### Input records
use crate::config::PartsListColumns;
use crate::model::{PartKey, RefPair, ReferenceList, SheetGrid};

/// Keys with this prefix inside a parent's run are administrative notes,
/// never children.
pub const SKIP_CHILD_PREFIX: &str = "CA";

/// Scan the parts-list sheet top-to-bottom. A row whose key cell is
/// non-empty while its quantity and description cells are blank is a parent
/// marker; every following row belongs to that marker until the next one.
/// Rows before the first marker are ignored.
pub fn build_reference_list(grid: &SheetGrid, cols: &PartsListColumns) -> ReferenceList {
    let mut list = ReferenceList::default();
    let mut current: Option<PartKey> = None;

    for row in cols.first_row..=grid.last_row() {
        let key = PartKey::parse(grid.cell(row, cols.key));
        let qty_text = grid.cell(row, cols.qty).trim();
        let desc_blank = grid.cell(row, cols.desc).trim().is_empty();

        if qty_text.is_empty() && desc_blank {
            if let Some(marker) = key {
                list.parents.insert(marker.clone());
                current = Some(marker);
                continue;
            }
        }

        let Some(ref parent) = current else {
            continue;
        };
        let Some(child) = key else {
            continue;
        };
        if child.starts_with(SKIP_CHILD_PREFIX) {
            continue;
        }

        list.groups.entry(parent.clone()).or_default().push(RefPair {
            key: child,
            qty_text: qty_text.to_string(),
        });
    }

    list
}
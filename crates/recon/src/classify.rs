use crate::config::ReportColumns;
use crate::model::{PartKey, ReportRow, SheetGrid};

/// Classify one physical report row. Returns `None` when the part-key cell
/// is blank or the indentation cell is not a non-negative integer — such
/// rows take no part in the hierarchy at all. Lenient by design, never an
/// error.
pub fn classify_row(grid: &SheetGrid, row: u32, cols: &ReportColumns) -> Option<ReportRow> {
    let part = PartKey::parse(grid.cell(row, cols.part))?;
    let level = parse_level(grid.cell(row, cols.level))?;
    Some(ReportRow {
        row,
        part,
        level,
        qty_text: grid.cell(row, cols.qty).trim().to_string(),
    })
}

fn parse_level(raw: &str) -> Option<u32> {
    let t = raw.trim();
    if t.is_empty() {
        return None;
    }
    let n: i64 = t.parse().ok()?;
    u32::try_from(n).ok()
}
// bomcheck CLI - headless workbook verification

mod check;
mod exit_codes;

use std::path::PathBuf;
use std::process::ExitCode;

use clap::{Parser, Subcommand};

use exit_codes::{EXIT_SUCCESS, EXIT_USAGE};

#[derive(Parser)]
#[command(name = "bomcheck")]
#[command(about = "Indent-hierarchy BOM verification for engineering workbooks")]
#[command(version)]
#[command(subcommand_required = false)]
struct Cli {
    #[command(subcommand)]
    command: Option<Commands>,
}

#[derive(Subcommand)]
enum Commands {
    /// Verify a workbook, coloring each checked quantity cell in place
    #[command(after_help = "\
Examples:
  bomcheck check build.xlsx
  bomcheck check build.xlsx --config weekly.toml
  bomcheck check build.xlsx --dry-run --json
  bomcheck check build.xlsx --output report.json --quiet")]
    Check {
        /// Workbook to verify (annotated in place unless --dry-run)
        workbook: PathBuf,

        /// TOML config file (built-in column layout when omitted)
        #[arg(long)]
        config: Option<PathBuf>,

        /// Run the full check without writing to the workbook
        #[arg(long)]
        dry_run: bool,

        /// Print the JSON report to stdout
        #[arg(long)]
        json: bool,

        /// Write the JSON report to a file
        #[arg(long, short = 'o')]
        output: Option<PathBuf>,

        /// Suppress the human summary on stderr
        #[arg(long, short = 'q')]
        quiet: bool,
    },

    /// Validate a config file without touching any workbook
    #[command(after_help = "\
Examples:
  bomcheck validate weekly.toml")]
    Validate {
        /// Path to the TOML config file
        config: PathBuf,
    },
}

fn main() -> ExitCode {
    let cli = Cli::parse();

    let result = match cli.command {
        None => {
            eprintln!("Usage: bomcheck <command> [options]");
            eprintln!("       bomcheck --help for more information");
            Err(CliError { code: EXIT_USAGE, message: String::new(), hint: None })
        }
        Some(Commands::Check { workbook, config, dry_run, json, output, quiet }) => {
            check::cmd_check(workbook, config, dry_run, json, output, quiet)
        }
        Some(Commands::Validate { config }) => check::cmd_validate(config),
    };

    match result {
        Ok(()) => ExitCode::from(EXIT_SUCCESS),
        Err(CliError { code, message, hint }) => {
            if !message.is_empty() {
                eprintln!("error: {}", message);
            }
            if let Some(hint) = hint {
                eprintln!("hint:  {}", hint);
            }
            ExitCode::from(code)
        }
    }
}

#[derive(Debug)]
pub struct CliError {
    pub code: u8,
    pub message: String,
    pub hint: Option<String>,
}

impl CliError {
    /// Add a hint to an existing error.
    pub fn with_hint(mut self, hint: impl Into<String>) -> Self {
        self.hint = Some(hint.into());
        self
    }
}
######
*What you have to do*:
Transcribe all of the data above, keeping each line exactly as it stands.

*Written response*:
use crate::config::PartsListColumns;
use crate::model::{PartKey, RefPair, ReferenceList, SheetGrid};

/// Keys with this prefix inside a parent's run are administrative notes,
/// never children.
pub const SKIP_CHILD_PREFIX: &str = "CA";

/// Scan the parts-list sheet top-to-bottom. A row whose key cell is
/// non-empty while its quantity and description cells are blank is a parent
/// marker; every following row belongs to that marker until the next one.
/// Rows before the first marker are ignored.
pub fn build_reference_list(grid: &SheetGrid, cols: &PartsListColumns) -> ReferenceList {
    let mut list = ReferenceList::default();
    let mut current: Option<PartKey> = None;

    for row in cols.first_row..=grid.last_row() {
        let key = PartKey::parse(grid.cell(row, cols.key));
        let qty_text = grid.cell(row, cols.qty).trim();
        let desc_blank = grid.cell(row, cols.desc).trim().is_empty();

        if qty_text.is_empty() && desc_blank {
            if let Some(marker) = key {
                list.parents.insert(marker.clone());
                current = Some(marker);
                continue;
            }
        }

        let Some(ref parent) = current else {
            continue;
        };
        let Some(child) = key else {
            continue;
        };
        if child.starts_with(SKIP_CHILD_PREFIX) {
            continue;
        }

        list.groups.entry(parent.clone()).or_default().push(RefPair {
            key: child,
            qty_text: qty_text.to_string(),
        });
    }

    list
}
filename crates/recon/src/classify.rs
use crate::config::ReportColumns;
use crate::model::{PartKey, ReportRow, SheetGrid};

/// Classify one physical report row. Returns `None` when the part-key cell
/// is blank or the indentation cell is not a non-negative integer — such
/// rows take no part in the hierarchy at all. Lenient by design, never an
/// error.
pub fn classify_row(grid: &SheetGrid, row: u32, cols: &ReportColumns) -> Option<ReportRow> {
    let part = PartKey::parse(grid.cell(row, cols.part))?;
    let level = parse_level(grid.cell(row, cols.level))?;
    Some(ReportRow {
        row,
        part,
        level,
        qty_text: grid.cell(row, cols.qty).trim().to_string(),
    })
}

fn parse_level(raw: &str) -> Option<u32> {
    let t = raw.trim();
    if t.is_empty() {
        return None;
    }
    let n: i64 = t.parse().ok()?;
    u32::try_from(n).ok()
}
// bomcheck CLI - headless workbook verification

mod check;
mod exit_codes;

use std::path::PathBuf;
use std::process::ExitCode;

use clap::{Parser, Subcommand};

use exit_codes::{EXIT_SUCCESS, EXIT_USAGE};

#[derive(Parser)]
#[command(name = "bomcheck")]
#[command(about = "Indent-hierarchy BOM verification for engineering workbooks")]
#[command(version)]
#[command(subcommand_required = false)]
struct Cli {
    #[command(subcommand)]
    command: Option<Commands>,
}

#[derive(Subcommand)]
enum Commands {
    /// Verify a workbook, coloring each checked quantity cell in place
    #[command(after_help = "\
Examples:
  bomcheck check build.xlsx
  bomcheck check build.xlsx --config weekly.toml
  bomcheck check build.xlsx --dry-run --json
  bomcheck check build.xlsx --output report.json --quiet")]
    Check {
        /// Workbook to verify (annotated in place unless --dry-run)
        workbook: PathBuf,

        /// TOML config file (built-in column layout when omitted)
        #[arg(long)]
        config: Option<PathBuf>,

        /// Run the full check without writing to the workbook
        #[arg(long)]
        dry_run: bool,

        /// Print the JSON report to stdout
        #[arg(long)]
        json: bool,

        /// Write the JSON report to a file
        #[arg(long, short = 'o')]
        output: Option<PathBuf>,

        /// Suppress the human summary on stderr
        #[arg(long, short = 'q')]
        quiet: bool,
    },

    /// Validate a config file without touching any workbook
    #[command(after_help = "\
Examples:
  bomcheck validate weekly.toml")]
    Validate {
        /// Path to the TOML config file
        config: PathBuf,
    },
}

fn main() -> ExitCode {
    let cli = Cli::parse();

    let result = match cli.command {
        None => {
            eprintln!("Usage: bomcheck <command> [options]");
            eprintln!("       bomcheck --help for more information");
            Err(CliError { code: EXIT_USAGE, message: String::new(), hint: None })
        }
        Some(Commands::Check { workbook, config, dry_run, json, output, quiet }) => {
            check::cmd_check(workbook, config, dry_run, json, output, quiet)
        }
        Some(Commands::Validate { config }) => check::cmd_validate(config),
    };

    match result {
        Ok(()) => ExitCode::from(EXIT_SUCCESS),
        Err(CliError { code, message, hint }) => {
            if !message.is_empty() {
                eprintln!("error: {}", message);
            }
            if let Some(hint) = hint {
                eprintln!("hint:  {}", hint);
            }
            ExitCode::from(code)
        }
    }
}

#[derive(Debug)]
pub struct CliError {
    pub code: u8,
    pub message: String,
    pub hint: Option<String>,
}

impl CliError {
    /// Add a hint to an existing error.
    pub fn with_hint(mut self, hint: impl Into<String>) -> Self {
        self.hint = Some(hint.into());
        self
    }
}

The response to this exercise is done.